Arhavi’nin en belalı üç harflisi MNG’nin ilçe merkezine kurduğu fıskiyeyi bilmeyenler olabilir. Kendisi bu fıskiyeyi KAVAK HES karşılığında Arhavililere hediye etmişti. MNG KAVAK HES Projesini inşa etmeyi başardı, biz de fıskiyemizi aldık. Sağolsun.
Ama bununla yetinmeyeceği baştan belliydi. Şimdi de pençelerini Arhavililerin gözdesi Kamilet Vadisine daldırıyor. İmar planlarının iptali onun için bir engel değil. Kendi kuyruğunu yiyen Ouroboros gibi MNG de büyük bir iştahla kendi memleketini yiyor. Güncel fotoğraflar vadiyle vedalaşma zamanımızın geldiğini gösteriyor. Eğer harekete geçmezsek tabii.
On bir bin endemik türe, Mençuna Şelalesine, ormanlara ve Arhavililere hayat veren, güzelliğiyle büyüleyen Kamilet’in son hali içler acısı. (Kamilet Vadisindeki endemik türler için tıklayınız) Arhavililer ise yaşanılan onca ıstıraptan sonra hâlâ kayıtsız. Yalnızca Arhavililer için değil, ülke ve dünya için de önemli bir ekolojik miras Kamilet. İşin acı tarafı, göz göre göre yaşanan onca talan ve usulsüzlükten sonra bu özel bölgeyi nasıl koruyabileceğini bilen kimse de yok gibi.
MNG, Cihani Deresini tarumar eden Kavak HES Projesini faaliyete geçireli çok zaman olmadı. Yeterli su olmadığı için santral tam kapasiteyle çalışamıyor. Asgari yüzde 10 civarında olması gereken can suyu, usulsüz şekilde gösterge önünde toplanmasına karşın yüzde 4-5’lerde seyrediyor. MNG’nin Cihani’deki eserine göz atmak istersiniz belki:
Neyse ki santralın sağladığı istihdam (tıpkı vadedildiği gibi!) acımızı biraz olsun dindiriyor. Santralde çalışanların sayısı iki elin parmağını geçmiyor. Kaybettiklerimizle kıyaslanamaz ama bu da bir kazanımdır yani!
Bölgedeki diğer derelerin önemli bir kısmı akıllara zarar ıslah çalışmalarıyla talan edildi. Arhavililer dahil tüm canlılar için suya erişmek artık neredeyse imkânsız.

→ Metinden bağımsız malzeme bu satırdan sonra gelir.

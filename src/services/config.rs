use anyhow::{Context, Result};
use serde::{Deserialize, Serialize};
use std::time::Duration;

/// Where the inference services live and how long requests may take.
///
/// Example YAML:
/// ```yaml
/// services:
///   timeout: "60s"
///   http_timeout: "30s"
///   embedder:
///     url: "http://localhost:8080/v1/embeddings"
///     model: "all-MiniLM-L6-v2"
///   grammar:
///     url: "http://localhost:8081/v2/check"
///     language: "en-US"
///   sentiment:
///     url: "http://localhost:8082/polarity"
/// ```
#[derive(Debug, Clone, Deserialize, Serialize, PartialEq)]
#[serde(deny_unknown_fields, default)]
pub struct ServicesConfig {
    /// Deadline for a whole analysis request (humantime, e.g. "60s")
    pub timeout: String,

    /// Deadline for a single HTTP call to any service
    pub http_timeout: String,

    pub embedder: EmbedderConfig,
    pub grammar: GrammarConfig,
    pub sentiment: SentimentConfig,
}

impl Default for ServicesConfig {
    fn default() -> Self {
        Self {
            timeout: "60s".to_string(),
            http_timeout: "30s".to_string(),
            embedder: EmbedderConfig::default(),
            grammar: GrammarConfig::default(),
            sentiment: SentimentConfig::default(),
        }
    }
}

impl ServicesConfig {
    pub fn request_timeout(&self) -> Result<Duration> {
        humantime::parse_duration(self.timeout.trim())
            .with_context(|| format!("invalid services.timeout '{}'", self.timeout))
    }

    pub fn http_timeout(&self) -> Result<Duration> {
        humantime::parse_duration(self.http_timeout.trim())
            .with_context(|| format!("invalid services.http_timeout '{}'", self.http_timeout))
    }
}

/// OpenAI-compatible embeddings endpoint.
#[derive(Debug, Clone, Deserialize, Serialize, PartialEq)]
#[serde(deny_unknown_fields, default)]
pub struct EmbedderConfig {
    pub url: String,
    pub model: String,
}

impl Default for EmbedderConfig {
    fn default() -> Self {
        Self {
            url: "http://localhost:8080/v1/embeddings".to_string(),
            model: "all-MiniLM-L6-v2".to_string(),
        }
    }
}

/// LanguageTool `/v2/check` endpoint.
#[derive(Debug, Clone, Deserialize, Serialize, PartialEq)]
#[serde(deny_unknown_fields, default)]
pub struct GrammarConfig {
    pub url: String,
    pub language: String,
}

impl Default for GrammarConfig {
    fn default() -> Self {
        Self {
            url: "http://localhost:8081/v2/check".to_string(),
            language: "en-US".to_string(),
        }
    }
}

/// Sentiment endpoint answering `{"text": ...}` with polarity scores.
#[derive(Debug, Clone, Deserialize, Serialize, PartialEq)]
#[serde(deny_unknown_fields, default)]
pub struct SentimentConfig {
    pub url: String,
}

impl Default for SentimentConfig {
    fn default() -> Self {
        Self {
            url: "http://localhost:8082/polarity".to_string(),
        }
    }
}

/// Validate service settings at startup.
/// Returns all validation errors at once (not just the first).
pub fn validate_services(config: &ServicesConfig) -> Result<(), Vec<String>> {
    let mut errors = Vec::new();

    for (field, value) in [
        ("services.timeout", &config.timeout),
        ("services.http_timeout", &config.http_timeout),
    ] {
        match humantime::parse_duration(value.trim()) {
            Ok(d) if d.is_zero() => errors.push(format!("{}: must be greater than zero", field)),
            Ok(_) => {}
            Err(e) => errors.push(format!("{}: invalid duration '{}' - {}", field, value, e)),
        }
    }

    for (field, url) in [
        ("services.embedder.url", &config.embedder.url),
        ("services.grammar.url", &config.grammar.url),
        ("services.sentiment.url", &config.sentiment.url),
    ] {
        if !(url.starts_with("http://") || url.starts_with("https://")) {
            errors.push(format!("{}: must be an http(s) URL, got '{}'", field, url));
        }
    }

    if config.embedder.model.trim().is_empty() {
        errors.push("services.embedder.model: must not be empty".to_string());
    }
    if config.grammar.language.trim().is_empty() {
        errors.push("services.grammar.language: must not be empty".to_string());
    }

    if errors.is_empty() {
        Ok(())
    } else {
        Err(errors)
    }
}

#[cfg(test)]
mod tests {
    use super::*;

    #[test]
    fn test_default_services_valid() {
        let config = ServicesConfig::default();
        assert!(validate_services(&config).is_ok());
        assert_eq!(config.request_timeout().unwrap(), Duration::from_secs(60));
        assert_eq!(config.http_timeout().unwrap(), Duration::from_secs(30));
    }

    #[test]
    fn test_partial_services_parse() {
        let yaml = r#"
timeout: "2m"
grammar:
  url: "http://lt:8010/v2/check"
"#;
        let config: ServicesConfig = serde_saphyr::from_str(yaml).unwrap();
        assert_eq!(config.request_timeout().unwrap(), Duration::from_secs(120));
        assert_eq!(config.grammar.url, "http://lt:8010/v2/check");
        assert_eq!(config.grammar.language, "en-US");
        assert_eq!(config.embedder, EmbedderConfig::default());
    }

    #[test]
    fn test_unknown_field_rejected() {
        let yaml = "retries: 3\n";
        assert!(serde_saphyr::from_str::<ServicesConfig>(yaml).is_err());
    }

    #[test]
    fn test_collects_all_errors() {
        let config = ServicesConfig {
            timeout: "soon".to_string(),
            http_timeout: "0s".to_string(),
            embedder: EmbedderConfig {
                url: "localhost:8080".to_string(),
                model: " ".to_string(),
            },
            ..ServicesConfig::default()
        };
        let errors = validate_services(&config).unwrap_err();
        assert_eq!(errors.len(), 4);
        assert!(errors[0].starts_with("services.timeout"));
        assert!(errors[1].contains("greater than zero"));
        assert!(errors[2].starts_with("services.embedder.url"));
        assert!(errors[3].starts_with("services.embedder.model"));
    }
}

Kimi mahallelerde su kesintileri yaşanmaya başladı bile. Serinleyecek deniz ya da dere kalmadığından, Arhavililer yaz aylarında Kamilet’e akın ediyor. Şuralara:
Arhavililer çok şanslı. Hem yüzülen hem içilen, ara sıra rakıya karıştırılabilen sulara kaynaklık eden bir vadi herkese bahşedilmemiştir. Peki ya bu güzelliklerin hakkını veriyor muyuz? Hayır. Son yıllarda vadi yalnızca Arhavililerin değil, dışarıdan gelen pek çok ziyaretçinin de ilgi odağı haline geldi. Geçen yaz ADOKOP platform üyelerinin “Dünya Çöp Toplama Günü”nde Kamilet Deresi boyunca topladığı çöpler bu yoğun ilginin en önemli kanıtı. İşte, Kamilet’e böyle teşekkür ediyoruz:
Bebek bezleri, ıslak mendiller, plastik bardaklar, bira şişeleri ve bilumum atıkla süslediğimiz vadiyi koruyacağımızı iddia etmek abes kaçacaktır. O halde bu görev kime düşüyor? Canını dişine takıp mücadele eden, davalarla cebelleşen üç beş Arhaviliye mi? Yine mi? (“Üç beş” Arhavilinin MNG’nin Kavak HES Projesine karşı yürüttüğü mücadeleyi okumak isteyenler tıklayınız.)
Arhavi’yi Arhavi yapan deresi, vadisi, yaylası, hayvanı, insanı ve Kamiletidir… Bize bahşedilen bu cennet için harekete geçmek hepimizin boyun borcu. Aksi halde yıkımın Kamilet Vadisiyle sınırlı kalmayacağını hem önceki deneyimlerimizden hem de ülkenin dört bir yanında yaşananlardan biliyoruz. Ama Kamilet’i gözden çıkarmak da bir seçenek tabii. Dünya mirasını boş verelim, FIŞKİYE bize yeter diyorsak başka.